** Exercise inputs follows **

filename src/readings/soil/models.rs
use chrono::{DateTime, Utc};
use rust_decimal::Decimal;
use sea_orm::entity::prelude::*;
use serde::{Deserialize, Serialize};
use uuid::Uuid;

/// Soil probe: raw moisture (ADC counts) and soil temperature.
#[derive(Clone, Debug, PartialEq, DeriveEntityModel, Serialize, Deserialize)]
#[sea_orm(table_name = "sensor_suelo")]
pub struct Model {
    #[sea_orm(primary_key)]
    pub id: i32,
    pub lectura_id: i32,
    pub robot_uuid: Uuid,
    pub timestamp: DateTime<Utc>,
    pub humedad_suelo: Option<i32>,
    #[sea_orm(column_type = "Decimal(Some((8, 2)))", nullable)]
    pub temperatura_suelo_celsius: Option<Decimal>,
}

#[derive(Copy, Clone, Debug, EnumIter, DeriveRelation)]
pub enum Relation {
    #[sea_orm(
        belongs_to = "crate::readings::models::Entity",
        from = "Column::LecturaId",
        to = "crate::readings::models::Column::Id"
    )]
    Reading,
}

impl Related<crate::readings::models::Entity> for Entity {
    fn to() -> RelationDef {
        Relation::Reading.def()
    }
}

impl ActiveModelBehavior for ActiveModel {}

** End of Exercise inputs **
** Exercise inputs follows **

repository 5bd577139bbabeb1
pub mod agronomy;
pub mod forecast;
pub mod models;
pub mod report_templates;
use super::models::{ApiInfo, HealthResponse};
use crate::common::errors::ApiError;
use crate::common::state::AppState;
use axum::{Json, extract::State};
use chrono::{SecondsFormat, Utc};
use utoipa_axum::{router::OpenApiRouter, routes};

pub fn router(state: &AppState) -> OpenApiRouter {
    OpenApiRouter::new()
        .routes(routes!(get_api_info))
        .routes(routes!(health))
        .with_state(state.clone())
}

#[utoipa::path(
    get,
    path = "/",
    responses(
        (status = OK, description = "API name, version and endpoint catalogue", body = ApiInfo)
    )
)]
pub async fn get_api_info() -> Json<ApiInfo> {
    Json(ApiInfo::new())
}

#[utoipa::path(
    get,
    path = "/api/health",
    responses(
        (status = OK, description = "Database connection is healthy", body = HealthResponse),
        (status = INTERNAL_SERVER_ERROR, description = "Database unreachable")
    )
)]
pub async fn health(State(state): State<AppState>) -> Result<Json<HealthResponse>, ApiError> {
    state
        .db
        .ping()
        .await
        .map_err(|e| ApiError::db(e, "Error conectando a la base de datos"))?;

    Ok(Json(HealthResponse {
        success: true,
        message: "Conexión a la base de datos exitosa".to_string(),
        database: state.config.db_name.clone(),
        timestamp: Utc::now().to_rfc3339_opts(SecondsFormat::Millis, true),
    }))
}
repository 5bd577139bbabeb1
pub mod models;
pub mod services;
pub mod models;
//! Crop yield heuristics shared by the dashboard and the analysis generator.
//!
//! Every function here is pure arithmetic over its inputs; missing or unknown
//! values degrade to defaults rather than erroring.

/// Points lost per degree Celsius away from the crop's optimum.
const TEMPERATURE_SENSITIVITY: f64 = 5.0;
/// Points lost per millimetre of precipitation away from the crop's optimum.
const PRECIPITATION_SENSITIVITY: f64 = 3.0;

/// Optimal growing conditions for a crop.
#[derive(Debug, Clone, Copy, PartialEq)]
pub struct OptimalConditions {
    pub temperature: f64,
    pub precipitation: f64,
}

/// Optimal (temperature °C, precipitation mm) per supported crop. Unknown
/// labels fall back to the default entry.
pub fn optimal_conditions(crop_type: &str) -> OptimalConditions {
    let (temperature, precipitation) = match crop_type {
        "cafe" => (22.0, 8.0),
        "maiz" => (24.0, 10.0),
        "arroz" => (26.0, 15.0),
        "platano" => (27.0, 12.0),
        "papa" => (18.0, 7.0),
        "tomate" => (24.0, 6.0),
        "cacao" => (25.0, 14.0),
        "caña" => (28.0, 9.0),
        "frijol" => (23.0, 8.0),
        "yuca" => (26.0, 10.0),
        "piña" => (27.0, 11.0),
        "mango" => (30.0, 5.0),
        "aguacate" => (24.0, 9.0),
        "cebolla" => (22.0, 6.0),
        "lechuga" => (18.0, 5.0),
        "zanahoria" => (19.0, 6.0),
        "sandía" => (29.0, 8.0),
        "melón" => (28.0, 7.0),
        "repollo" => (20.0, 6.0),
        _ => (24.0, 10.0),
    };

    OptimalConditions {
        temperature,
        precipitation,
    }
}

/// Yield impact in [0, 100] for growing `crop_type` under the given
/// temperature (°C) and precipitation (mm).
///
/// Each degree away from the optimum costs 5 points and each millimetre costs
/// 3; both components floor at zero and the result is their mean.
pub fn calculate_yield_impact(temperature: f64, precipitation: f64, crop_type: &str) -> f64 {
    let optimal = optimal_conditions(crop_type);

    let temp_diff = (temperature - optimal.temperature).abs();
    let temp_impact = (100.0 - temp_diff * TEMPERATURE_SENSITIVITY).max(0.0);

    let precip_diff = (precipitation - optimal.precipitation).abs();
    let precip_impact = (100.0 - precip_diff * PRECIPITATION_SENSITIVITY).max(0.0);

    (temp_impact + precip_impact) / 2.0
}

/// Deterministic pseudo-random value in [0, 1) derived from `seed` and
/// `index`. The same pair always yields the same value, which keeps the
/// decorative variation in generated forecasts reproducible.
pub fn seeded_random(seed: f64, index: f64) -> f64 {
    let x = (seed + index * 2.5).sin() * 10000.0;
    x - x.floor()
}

** End of Exercise inputs **
** Exercise inputs follows **

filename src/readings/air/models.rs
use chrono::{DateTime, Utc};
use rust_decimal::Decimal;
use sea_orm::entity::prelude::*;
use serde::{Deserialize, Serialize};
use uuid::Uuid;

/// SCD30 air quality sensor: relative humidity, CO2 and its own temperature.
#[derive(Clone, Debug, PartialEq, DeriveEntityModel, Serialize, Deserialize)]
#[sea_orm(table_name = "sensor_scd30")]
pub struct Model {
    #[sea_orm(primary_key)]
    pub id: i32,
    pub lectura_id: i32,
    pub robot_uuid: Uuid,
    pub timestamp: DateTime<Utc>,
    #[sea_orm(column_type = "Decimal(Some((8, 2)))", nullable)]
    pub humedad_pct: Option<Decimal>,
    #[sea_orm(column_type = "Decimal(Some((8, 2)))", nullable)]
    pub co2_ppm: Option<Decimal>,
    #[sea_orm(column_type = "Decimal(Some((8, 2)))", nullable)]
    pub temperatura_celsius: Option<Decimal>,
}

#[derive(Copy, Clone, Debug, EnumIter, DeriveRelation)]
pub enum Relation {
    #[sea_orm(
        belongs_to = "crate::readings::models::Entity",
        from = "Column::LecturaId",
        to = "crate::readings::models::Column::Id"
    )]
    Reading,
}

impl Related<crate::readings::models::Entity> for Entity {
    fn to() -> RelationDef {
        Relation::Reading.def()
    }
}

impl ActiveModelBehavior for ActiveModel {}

** End of Exercise inputs **

• _What you will do_:
I would like you to report every line in the listing above that contains "SecondsFormat".

• _Expected output_:
use chrono::{SecondsFormat, Utc};
        timestamp: Utc::now().to_rfc3339_opts(SecondsFormat::Millis, true),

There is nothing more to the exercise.